Selling performance incentives - HSBC's Gulliver Travails through the land of Lilliput of Gold bonuses ,the EU Cap and Diocletian


CEO Stuart Gulliver has earned a great bonus for HSBC’s record performance £14 billion the biggest British bank number since before 2008.


Maybe he will give his bonus up like Barclay’s boss Anthony Jenkins that is entirely up to him.
Well done to all those salespeople who have worked so hard to produce these outstanding results of HSBC.

The fact is that you get the behaviours that you reward.

Performance related pay is not always necessary . However well designed and well supervised schemes can make sense at whatever level the employee is in an organisation.

There has been a substantial restructuring of City pay since the crisis including greater deferral of pay-outs, and the ability to cancel ( or claw back unpaid bonuses if they turned out to be based on unsound transactions. )
 By measuring customer satisfaction, cooling off periods, better procedures and guidelines these past errors  in the main have been rectified.

You might feel however that we need measures such as those 1,712 years ago (more of that later)


A new city landmark
The City has accepted that there were flawed compensation practises in the period leading up to the financial crisis but were the huge bonuses the sole root of the financial crisis ?

You would think so the way that the EU bonus cap could be required to start from 2014.

  Brussels’ attempt at wage controls is an ‘outdated, scandalous, absurd and self-defeating edict which will destroy jobs and reduce tax receipts. ‘ so many of the City writers feel.

By imposing a ratio between salary and bonus, EU lawmakers may force bank to increase base salaries - an unintended consequence.

 For sure sales bonuses enable companies to run bad decisions  more efficiently but the sub-prime lending would have probably happened along the way although probably more slowly had bonuses been 200% of basic pay rather than 400%

Perhaps we forgot rather too quickly that Governments, regulators, central bankers , academics , credit rates, accountants, Bank of England CEOs and bank employees...

 all thought sub-prime were fine, CDOs were fine and very low levels of capital were fine.

Bonuses merely facilitated errors that would have happened in any case.

It is fair to say that they also encouraged criminal actions and fraud – but that was due to a failure of policing and management or the contract design again the responsibility of the management.

Allister Heath,  editor of City AM Newspaper  listed ahead of flawed bonus structure the following :-

1.       Flawed inflation targets that omitted asset prices

2.       Low central bank interest rates

3.       Depressed yields on long term loans caused by global imbalances and savings gluts

4.       Government policies to promote sub-prime lending

5.       Banks’ insufficient capital and liquidity

6.       Absurd Basel rules that incentivised securitisations

7.       Incorrect mathematical models

8.       Useless credit rating agencies

9.       A massive over optimism and collective madness which led to huge but genuine errors of judgement.
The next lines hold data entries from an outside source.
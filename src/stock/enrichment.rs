use std::{
    collections::{BTreeMap, HashSet},
    sync::{
        Arc,
        atomic::{AtomicBool, Ordering},
    },
    time::Duration,
};

use serde::{Deserialize, Serialize};
use tokio_util::sync::CancellationToken;

use crate::{
    events::{AnalysisEvent, AnalysisEventBus},
    graph::{InfluenceGraph, NodeKind},
    report::StockPriceQuote,
    stock::ports::StockQuoteSource,
};

pub const DEFAULT_FETCH_SPACING: Duration = Duration::from_millis(500);

#[derive(Debug, Clone, PartialEq, Eq, Serialize, Deserialize)]
#[serde(tag = "outcome", rename_all = "snake_case")]
pub enum StockLookup {
    Quote(StockPriceQuote),
    Failed { reason: String },
}

impl StockLookup {
    pub fn is_failed(&self) -> bool {
        matches!(self, StockLookup::Failed { .. })
    }
}

#[derive(Debug, Clone, Default, PartialEq, Eq, Serialize, Deserialize)]
pub struct StockBoard {
    pub lookups: BTreeMap<String, StockLookup>,
    /// False when enrichment was cancelled before every company was fetched.
    pub complete: bool,
}

impl StockBoard {
    pub fn get(&self, company: &str) -> Option<&StockLookup> {
        self.lookups.get(company)
    }

    pub fn failures(&self) -> usize {
        self.lookups.values().filter(|lookup| lookup.is_failed()).count()
    }
}

/// Distinct company names across enterprise nodes, in node order.
pub fn collect_companies(graph: &InfluenceGraph) -> Vec<String> {
    let mut seen = HashSet::new();
    let mut companies = Vec::new();
    for node in graph.nodes_of(NodeKind::Enterprise) {
        for company in node.companies() {
            if seen.insert(company) {
                companies.push(company.to_string());
            }
        }
    }
    companies
}

/// Fetches quotes for one graph load. A second call on the same enricher does nothing.
pub struct StockEnricher {
    source: Arc<dyn StockQuoteSource>,
    spacing: Duration,
    started: AtomicBool,
    events: Option<AnalysisEventBus>,
}

impl StockEnricher {
    pub fn new(source: Arc<dyn StockQuoteSource>, spacing: Duration) -> Self {
        Self {
            source,
            spacing,
            started: AtomicBool::new(false),
            events: None,
        }
    }

    pub fn with_events(mut self, events: AnalysisEventBus) -> Self {
        self.events = Some(events);
        self
    }

    pub fn has_started(&self) -> bool {
        self.started.load(Ordering::Acquire)
    }

    pub async fn enrich_once(
        &self,
        graph: &InfluenceGraph,
        cancel: &CancellationToken,
    ) -> Option<StockBoard> {
        if self.started.swap(true, Ordering::AcqRel) {
            tracing::debug!(target: "stock", "stock_enrichment_already_started");
            return None;
        }

        if !graph.has_enterprises() {
            return Some(StockBoard {
                lookups: BTreeMap::new(),
                complete: true,
            });
        }

        Some(self.fetch_sequentially(&collect_companies(graph), cancel).await)
    }

    async fn fetch_sequentially(&self, companies: &[String], cancel: &CancellationToken) -> StockBoard {
        let total = companies.len();
        let mut lookups = BTreeMap::new();
        let mut complete = true;

        tracing::info!(target: "stock", companies = total, "stock_enrichment_started");

        for (index, company) in companies.iter().enumerate() {
            let fetched = tokio::select! {
                biased;
                _ = cancel.cancelled() => None,
                fetched = self.source.fetch_quote(company) => Some(fetched),
            };
            let Some(fetched) = fetched else {
                complete = false;
                break;
            };

            let lookup = match fetched {
                Ok(quote) => StockLookup::Quote(quote),
                Err(err) => {
                    tracing::warn!(
                        target: "stock",
                        company = %company,
                        error = %err,
                        "stock_quote_failed"
                    );
                    StockLookup::Failed {
                        reason: err.reason(),
                    }
                }
            };

            self.publish(AnalysisEvent::StockQuoteResolved {
                company: company.clone(),
                position: index + 1,
                total,
                ok: !lookup.is_failed(),
            });
            lookups.insert(company.clone(), lookup);

            if index + 1 < total {
                let interrupted = tokio::select! {
                    biased;
                    _ = cancel.cancelled() => true,
                    _ = tokio::time::sleep(self.spacing) => false,
                };
                if interrupted {
                    complete = false;
                    break;
                }
            }
        }

        let board = StockBoard { lookups, complete };
        tracing::info!(
            target: "stock",
            fetched = board.lookups.len(),
            failures = board.failures(),
            complete,
            "stock_enrichment_finished"
        );
        self.publish(AnalysisEvent::EnrichmentFinished {
            companies: board.lookups.len(),
            failures: board.failures(),
            complete,
        });
        board
    }

    fn publish(&self, event: AnalysisEvent) {
        if let Some(events) = &self.events {
            events.publish(event);
        }
    }
}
Too much money was lent too cheaply to far too many dud, usually property based projects; thousands of institutions ended up exposed.

That having been said setting sales targets and incentives for your salespeople is an important area of any business whether it high finance , a bank , an estate agent or a shop.

Sales managers need to set clear targets for their salespeople, linked to incentives such as commissions and bonuses - this motivates them and provides a clear indication of the kind of performance expected of them.

This process is crucial to the success of their business and needs to be closely tied in with the rest of their company’s business strategy and planning.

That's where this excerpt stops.